Fixing sagging floors in a 123 yr old house.
 
Greetings,

I recently bought a colonial home built in 1888. I love it, but the floors are sagging. The house has settled and it is sagging towards the center of the house. I have two Chimneys and the floor joists are discontinued at each chimney, the points where the sag is most noticeable. I went into the basement and discovered that the floor joists are 2" x 6" and sag noticeably. The spacing is inconsistent as some of the spans are 14" while others are less than 13" likely due to age and sagging.

My temporary fix involves building/putting up 5 ft spans of 4" x 6" ceiling and floor with adjustable lollies raising floor joists where sag is most noticeable in the dinning room (center) Kitchen (rear of Chimney where refrigerator sits) and underneath bathroom (off of kitchen). I intend to take my time in raising the floor joists (leveling from basement) over the next two months of spring.

I plan to spend the summer removing, moving, and replacing the plumbing and heating lines into the ceiling (joist areas) and then install 3-4 double 2" x 12" or 6" x 4" load bearing beams with permanent columns or building 3 1/2 load bearing walls in the basement (24', 18' and 10' ) as to sure up the old sagging floors.

I'm no expert and this is pretty ambitious. Do these fixes make any sense? Please Help!~Mecca

jklingel 04-13-2011 12:32 AM

Pics and location are always helpful, but it sounds to me like you generally have a plan. The first thing I'd do is figure out what all this is going to bear upon. A slab only? How thick? Reinforced w/ rebar? Etc. If I could not ascertain this info, I'd assume there is nothing, then cut holes in the floor and install proper footers for posts. And, if you are jacking the floors up, I'd suggest you do the "proper footers" right away. If you lift the floors, then the jacks drop half a mile, the house will get a dynamic load; far worse than the static load it now has. That could get real ugly. It would likely be a good idea to run this by an engineer so you get the proper sized joists, footers, and posts. Gross overkill is in order if you go solo. The house has lasted 123 yrs, so doing something approximately "correct" may well get another century out it.

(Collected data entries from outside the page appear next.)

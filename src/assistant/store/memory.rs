use super::{Collection, DataStore};
use crate::error::Result;
use std::collections::HashMap;

/// In-memory storage for testing and development.
/// Does NOT persist data.
#[derive(Debug, Default)]
pub struct InMemoryStore {
    documents: HashMap<Collection, String>,
    quarantined: Vec<Collection>,
    set_aside: HashMap<Collection, String>,
    saves: usize,
}

impl InMemoryStore {
    pub fn new() -> Self {
        Self::default()
    }

    pub fn with_document(mut self, collection: Collection, document: &str) -> Self {
        self.documents.insert(collection, document.to_string());
        self
    }

    pub fn document(&self, collection: Collection) -> Option<&str> {
        self.documents.get(&collection).map(String::as_str)
    }

    pub fn quarantined(&self) -> &[Collection] {
        &self.quarantined
    }

    /// The last document moved aside for `collection`.
    pub fn quarantined_document(&self, collection: Collection) -> Option<&str> {
        self.set_aside.get(&collection).map(String::as_str)
    }

    pub fn save_count(&self) -> usize {
        self.saves
    }
}

impl DataStore for InMemoryStore {
    fn load(&mut self, collection: Collection) -> Result<String> {
        Ok(self
            .documents
            .entry(collection)
            .or_insert_with(|| "{}".to_string())
            .clone())
    }

    fn save(&mut self, collection: Collection, document: &str) -> Result<()> {
        self.documents.insert(collection, document.to_string());
        self.saves += 1;
        Ok(())
    }

    fn quarantine(&mut self, collection: Collection) -> Result<()> {
        if let Some(document) = self.documents.remove(&collection) {
            self.set_aside.insert(collection, document);
        }
        self.quarantined.push(collection);
        Ok(())
    }
}

// --- Test Fixtures ---

#[cfg(any(test, feature = "test_utils"))]
pub mod fixtures {
    use super::*;
    use crate::address_book::AddressBook;
    use crate::notebook::Notebook;
    use crate::record::Record;
    use crate::store::{save_address_book, save_notebook};

    /// Builds an [`InMemoryStore`] pre-populated with contacts and notes.
    #[derive(Default)]
    pub struct StoreFixture {
        book: AddressBook,
        notebook: Notebook,
    }

    impl StoreFixture {
        pub fn new() -> Self {
            Self::default()
        }

        pub fn with_contact(mut self, name: &str, phones: &[&str], birthday: Option<&str>) -> Self {
            let mut record = Record::new(name).unwrap();
            for phone in phones {
                record.add_phone(phone).unwrap();
            }
            if let Some(b) = birthday {
                record.add_birthday(b).unwrap();
            }
            self.book.add_record(record);
            self
        }

        pub fn with_note(mut self, title: &str, content: &str, tags: &[&str]) -> Self {
            let tags = tags.iter().map(|t| t.to_string()).collect();
            self.notebook.add(title, content, tags).unwrap();
            self
        }

        pub fn build(self) -> InMemoryStore {
            let mut store = InMemoryStore::new();
            save_address_book(&mut store, &self.book).unwrap();
            save_notebook(&mut store, &self.notebook).unwrap();
            store.saves = 0;
            store
        }
    }
}
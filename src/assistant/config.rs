use crate::address_book::DEFAULT_BIRTHDAY_WINDOW;
use crate::error::{AssistantError, Result};
use crate::fields::FieldPolicy;
use crate::store::fs::{DEFAULT_CONTACTS_FILE, DEFAULT_NOTES_FILE};
use serde::{Deserialize, Serialize};
use std::fs;
use std::path::Path;

const CONFIG_FILENAME: &str = "config.json";

/// Configuration for the assistant, stored in `<data dir>/config.json`
#[derive(Debug, Clone, Serialize, Deserialize, PartialEq, Eq)]
pub struct AssistantConfig {
    /// Contacts document, relative to the data directory
    #[serde(default = "default_contacts_file")]
    pub contacts_file: String,

    /// Notes document, relative to the data directory
    #[serde(default = "default_notes_file")]
    pub notes_file: String,

    /// Days ahead `birthdays` looks when called without an argument
    #[serde(default = "default_birthday_window")]
    pub birthday_window: i64,

    /// Enforce phone and email formats on input
    #[serde(default)]
    pub strict_validation: bool,
}

fn default_contacts_file() -> String {
    DEFAULT_CONTACTS_FILE.to_string()
}

fn default_notes_file() -> String {
    DEFAULT_NOTES_FILE.to_string()
}

fn default_birthday_window() -> i64 {
    DEFAULT_BIRTHDAY_WINDOW
}

impl Default for AssistantConfig {
    fn default() -> Self {
        Self {
            contacts_file: default_contacts_file(),
            notes_file: default_notes_file(),
            birthday_window: DEFAULT_BIRTHDAY_WINDOW,
            strict_validation: false,
        }
    }
}

impl AssistantConfig {
    /// Load config from the given directory, or return defaults if not found
    pub fn load<P: AsRef<Path>>(config_dir: P) -> Result<Self> {
        let config_path = config_dir.as_ref().join(CONFIG_FILENAME);

        if !config_path.exists() {
            return Ok(Self::default());
        }

        let content = fs::read_to_string(&config_path).map_err(AssistantError::Io)?;
        let config: AssistantConfig =
            serde_json::from_str(&content).map_err(AssistantError::Serialization)?;
        Ok(config)
    }

    /// Like [`AssistantConfig::load`], but writes the defaults out first when the
    /// directory has no config file yet, so there is one to edit.
    pub fn load_or_init<P: AsRef<Path>>(config_dir: P) -> Result<Self> {
        let config_dir = config_dir.as_ref();
        if config_dir.join(CONFIG_FILENAME).exists() {
            return Self::load(config_dir);
        }
        let config = Self::default();
        config.save(config_dir)?;
        Ok(config)
    }

    /// Save config to the given directory
    pub fn save<P: AsRef<Path>>(&self, config_dir: P) -> Result<()> {
        let config_dir = config_dir.as_ref();

        if !config_dir.exists() {
            fs::create_dir_all(config_dir).map_err(AssistantError::Io)?;
        }

        let config_path = config_dir.join(CONFIG_FILENAME);
        let content = serde_json::to_string_pretty(self).map_err(AssistantError::Serialization)?;
        fs::write(config_path, content).map_err(AssistantError::Io)?;
        Ok(())
    }

    pub fn field_policy(&self) -> FieldPolicy {
        if self.strict_validation {
            FieldPolicy::Strict
        } else {
            FieldPolicy::Permissive
        }
    }
}

#[cfg(test)]
mod tests {
    use super::*;
    use tempfile::TempDir;

    #[test]
    fn test_default_config() {
        let config = AssistantConfig::default();
        assert_eq!(config.contacts_file, "contacts.json");
        assert_eq!(config.birthday_window, 7);
        assert_eq!(config.field_policy(), FieldPolicy::Permissive);
    }

    #[test]
    fn test_load_missing_config() {
        let temp_dir = TempDir::new().unwrap();
        let config = AssistantConfig::load(temp_dir.path()).unwrap();
        assert_eq!(config, AssistantConfig::default());
    }

    #[test]
    fn test_partial_config_fills_defaults() {
        let temp_dir = TempDir::new().unwrap();
        fs::write(
            temp_dir.path().join(CONFIG_FILENAME),
            r#"{"strict_validation": true}"#,
        )
        .unwrap();

        let config = AssistantConfig::load(temp_dir.path()).unwrap();
        assert_eq!(config.field_policy(), FieldPolicy::Strict);
        assert_eq!(config.notes_file, "notes.json");
    }

    #[test]
    fn test_load_or_init_writes_defaults_once() {
        let temp_dir = TempDir::new().unwrap();
        let config = AssistantConfig::load_or_init(temp_dir.path()).unwrap();
        assert_eq!(config, AssistantConfig::default());

        let path = temp_dir.path().join(CONFIG_FILENAME);
        let written = fs::read_to_string(&path).unwrap();
        assert!(written.contains("\"birthday_window\": 7"));

        fs::write(&path, r#"{"birthday_window": 3}"#).unwrap();
        let config = AssistantConfig::load_or_init(temp_dir.path()).unwrap();
        assert_eq!(config.birthday_window, 3);
        assert_eq!(fs::read_to_string(&path).unwrap(), r#"{"birthday_window": 3}"#);
    }

    #[test]
    fn test_save_and_load() {
        let temp_dir = TempDir::new().unwrap();
        let dir = temp_dir.path().join("nested");

        let config = AssistantConfig {
            birthday_window: 30,
            ..Default::default()
        };
        config.save(&dir).unwrap();

        let loaded = AssistantConfig::load(&dir).unwrap();
        assert_eq!(loaded, config);
    }
}
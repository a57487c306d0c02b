use super::format::contact_blocks;
use super::CmdResult;
use crate::address_book::AddressBook;
use crate::error::Result;
use crate::input::Command;

/// `search-contacts <query...>`: the arguments are joined into one query.
pub fn search_contacts(book: &AddressBook, args: &[String]) -> Result<CmdResult> {
    let query = args.join(" ");
    let query = query.trim();
    if query.is_empty() {
        return Ok(CmdResult::usage(Command::SearchContacts));
    }

    let matches = book.search(query);
    if matches.is_empty() {
        return Ok(CmdResult::info(format!("No contacts matched '{}'.", query)));
    }
    Ok(CmdResult::info(contact_blocks(matches)))
}
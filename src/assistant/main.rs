mod cli;

fn main() {
    match cli::run() {
        Ok(code) => std::process::exit(code),
        Err(e) => {
            eprintln!("Error: {}", e);
            std::process::exit(1);
        }
    }
}
//! # Assistant Architecture
//!
//! A personal assistant that keeps an address book and a notebook and is driven one
//! command line at a time. The library holds everything except the terminal; the
//! binary is a thin read-print loop around it.
//!
//! ## Layers
//!
//! ```text
//! ┌─────────────────────────────────────────────────────────────┐
//! │  CLI Layer (cli/, wired by main.rs)                         │
//! │  - Flags, logging, prompt loop, signal handling, colors     │
//! │  - The ONLY place that knows about stdin/stdout/exit codes  │
//! └─────────────────────────────────────────────────────────────┘
//!                              │
//!                              ▼
//! ┌─────────────────────────────────────────────────────────────┐
//! │  API Layer (api.rs)                                         │
//! │  - Tokenizes a line and dispatches it                       │
//! │  - Turns every error into a printable message               │
//! │  - Checkpoints both collections to the store                │
//! └─────────────────────────────────────────────────────────────┘
//!                              │
//!                              ▼
//! ┌─────────────────────────────────────────────────────────────┐
//! │  Command Layer (commands/*.rs)                              │
//! │  - Argument count checks, usage lines                       │
//! │  - Calls into AddressBook / Notebook, formats the outcome   │
//! └─────────────────────────────────────────────────────────────┘
//!                              │
//!                              ▼
//! ┌─────────────────────────────────────────────────────────────┐
//! │  Domain (fields, record, note, address_book, notebook)      │
//! │  Storage Layer (store/)                                     │
//! │  - DataStore trait, FileStore and InMemoryStore             │
//! │  - On-disk schema and legacy-shape migration                │
//! └─────────────────────────────────────────────────────────────┘
//! ```
//!
//! ## No I/O in the core
//!
//! From `api.rs` inward nothing prints, reads stdin or exits the process, and
//! "today" can be pinned with [`api::AssistantApi::with_today`]. Tests drive the
//! whole stack through [`store::memory::InMemoryStore`].
//!
//! ## Module Overview
//!
//! - [`api`]: The facade: `execute(line)` and `checkpoint()`
//! - [`commands`]: One function per command
//! - [`input`]: Tokenizer and command catalogue
//! - [`fields`]: Validated field values and the strict policy
//! - [`record`], [`address_book`]: Contacts and upcoming birthdays
//! - [`note`], [`notebook`]: Notes and tags
//! - [`store`]: Persistence
//! - [`config`]: `config.json` in the data directory
//! - [`error`]: Error types

pub mod address_book;
pub mod api;
pub mod commands;
pub mod config;
pub mod error;
pub mod fields;
pub mod input;
pub mod note;
pub mod notebook;
pub mod record;
pub mod store;
//! # On-disk document shapes
//!
//! Both collections persist as one JSON document keyed by record name (contacts)
//! or title (notes). Older files hold a JSON array of records instead. [`Document`]
//! detects which shape it got; the collections normalize either one into their
//! keyed runtime form and always write the keyed shape back.
//!
//! Entries are decoded one by one so that a single malformed record is skipped
//! with a warning rather than taking the whole file down with it.

use crate::error::{AssistantError, Result};
use crate::store::timestamp;
use chrono::{DateTime, Utc};
use serde::de::DeserializeOwned;
use serde::{Deserialize, Deserializer, Serialize};
use serde_json::Value;
use std::collections::BTreeMap;
use tracing::warn;

/// A contact as stored on disk.
#[derive(Debug, Clone, Default, PartialEq, Eq, Serialize, Deserialize)]
pub struct RecordData {
    #[serde(default, alias = "Name")]
    pub name: Option<String>,
    #[serde(default, deserialize_with = "null_as_default")]
    pub phones: Vec<String>,
    #[serde(default)]
    pub birthday: Option<String>,
    #[serde(default)]
    pub email: Option<String>,
    #[serde(default)]
    pub address: Option<String>,
}

/// A note as stored on disk.
#[derive(Debug, Clone, Default, PartialEq, Eq, Serialize, Deserialize)]
pub struct NoteData {
    #[serde(default)]
    pub title: Option<String>,
    #[serde(default, deserialize_with = "null_as_default")]
    pub content: String,
    #[serde(default, deserialize_with = "null_as_default")]
    pub tags: Vec<String>,
    #[serde(default, with = "timestamp")]
    pub created_at: Option<DateTime<Utc>>,
    #[serde(default, with = "timestamp")]
    pub updated_at: Option<DateTime<Utc>>,
}

#[derive(Debug, Clone, Copy, PartialEq, Eq)]
pub enum Shape {
    Keyed,
    Legacy,
}

#[derive(Debug, Clone, Deserialize)]
#[serde(untagged)]
pub enum Document {
    Keyed(BTreeMap<String, Value>),
    Legacy(Vec<Value>),
}

impl Document {
    pub fn parse(text: &str) -> Result<Self> {
        if text.trim().is_empty() {
            return Ok(Document::Keyed(BTreeMap::new()));
        }
        serde_json::from_str(text).map_err(AssistantError::Serialization)
    }

    pub fn shape(&self) -> Shape {
        match self {
            Document::Keyed(_) => Shape::Keyed,
            Document::Legacy(_) => Shape::Legacy,
        }
    }

    /// Number of raw entries, before any of them is decoded.
    pub fn len(&self) -> usize {
        match self {
            Document::Keyed(map) => map.len(),
            Document::Legacy(items) => items.len(),
        }
    }

    pub fn is_empty(&self) -> bool {
        self.len() == 0
    }

    /// Decodes every entry, pairing each with its document key when there is one.
    pub fn entries<T: DeserializeOwned>(self) -> Vec<(Option<String>, T)> {
        match self {
            Document::Keyed(map) => map
                .into_iter()
                .filter_map(|(key, value)| decode(value, &key).map(|data| (Some(key), data)))
                .collect(),
            Document::Legacy(items) => items
                .into_iter()
                .enumerate()
                .filter_map(|(i, value)| decode(value, &format!("#{}", i)).map(|data| (None, data)))
                .collect(),
        }
    }
}

fn decode<T: DeserializeOwned>(value: Value, label: &str) -> Option<T> {
    match serde_json::from_value(value) {
        Ok(data) => Some(data),
        Err(e) => {
            warn!(entry = label, error = %e, "skipping malformed entry");
            None
        }
    }
}

pub fn to_json<T: Serialize>(entries: &BTreeMap<String, T>) -> Result<String> {
    serde_json::to_string_pretty(entries).map_err(AssistantError::Serialization)
}

fn null_as_default<'de, D, T>(deserializer: D) -> std::result::Result<T, D::Error>
where
    D: Deserializer<'de>,
    T: Default + Deserialize<'de>,
{
    Ok(Option::<T>::deserialize(deserializer)?.unwrap_or_default())
}
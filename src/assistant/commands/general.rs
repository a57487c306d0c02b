use super::{CmdMessage, CmdResult};
use crate::error::Result;
use crate::input::{Command, CommandGroup};

pub fn hello() -> Result<CmdResult> {
    Ok(CmdResult::info("How can I help you?"))
}

pub fn close() -> Result<CmdResult> {
    let mut result = CmdResult::info("Good bye!");
    result.exit = true;
    Ok(result)
}

pub fn help() -> Result<CmdResult> {
    Ok(CmdResult::info(help_text()))
}

/// The grouped command catalogue, one dot-led line per command.
pub fn help_text() -> String {
    let mut lines = vec!["Available commands:".to_string()];
    for group in CommandGroup::all() {
        lines.push(String::new());
        lines.push(group.heading().to_string());
        for command in Command::ALL.iter().filter(|c| c.group() == *group) {
            let synopsis = format!("{} {}", command.name(), command.params());
            lines.push(format!("  {:.<45} {}", synopsis.trim_end(), command.description()));
        }
    }
    lines.push(String::new());
    lines.push("Legend: <required> [optional] ... (one or more words)".to_string());
    lines.join("\n")
}

/// Message for a line whose first word is not a command.
pub fn unknown_command(name: &str) -> CmdResult {
    let mut result = CmdResult::error("Invalid command.");
    let suggestions = Command::completions(name);
    if !suggestions.is_empty() {
        result.add_message(CmdMessage::info(format!(
            "Did you mean: {}?",
            suggestions.join(", ")
        )));
    }
    result
}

Just Bill 04-13-2011 07:09 AM

It has taken 123 yrs to get that way, nothing you do will correct it instantly, without creating more problems. You probably should have a careful inspection to determine if it is just normal settling, or there are other major issues.....rotton supports, beams, poor foundations, etc.

Ron6519 04-13-2011 07:19 AM

As Bill said, hard to correct something 123 years in the making. If the joists are deformed you'll never straighten them out. But if they've just dropped due to a lack of support and there no walls above this area, you might be able to reduce the sagging without too much effort.
If they're are walls, you will need to deal with all the floors above as they've all sagged.
Ron

BigJim 04-13-2011 09:51 AM

Of all the old antique homes we restored I can't remember one that the floors didn't sag or were out of level. It sounds like you are on the right track but like already said if the sag is set in the joists that will not be an easy fix.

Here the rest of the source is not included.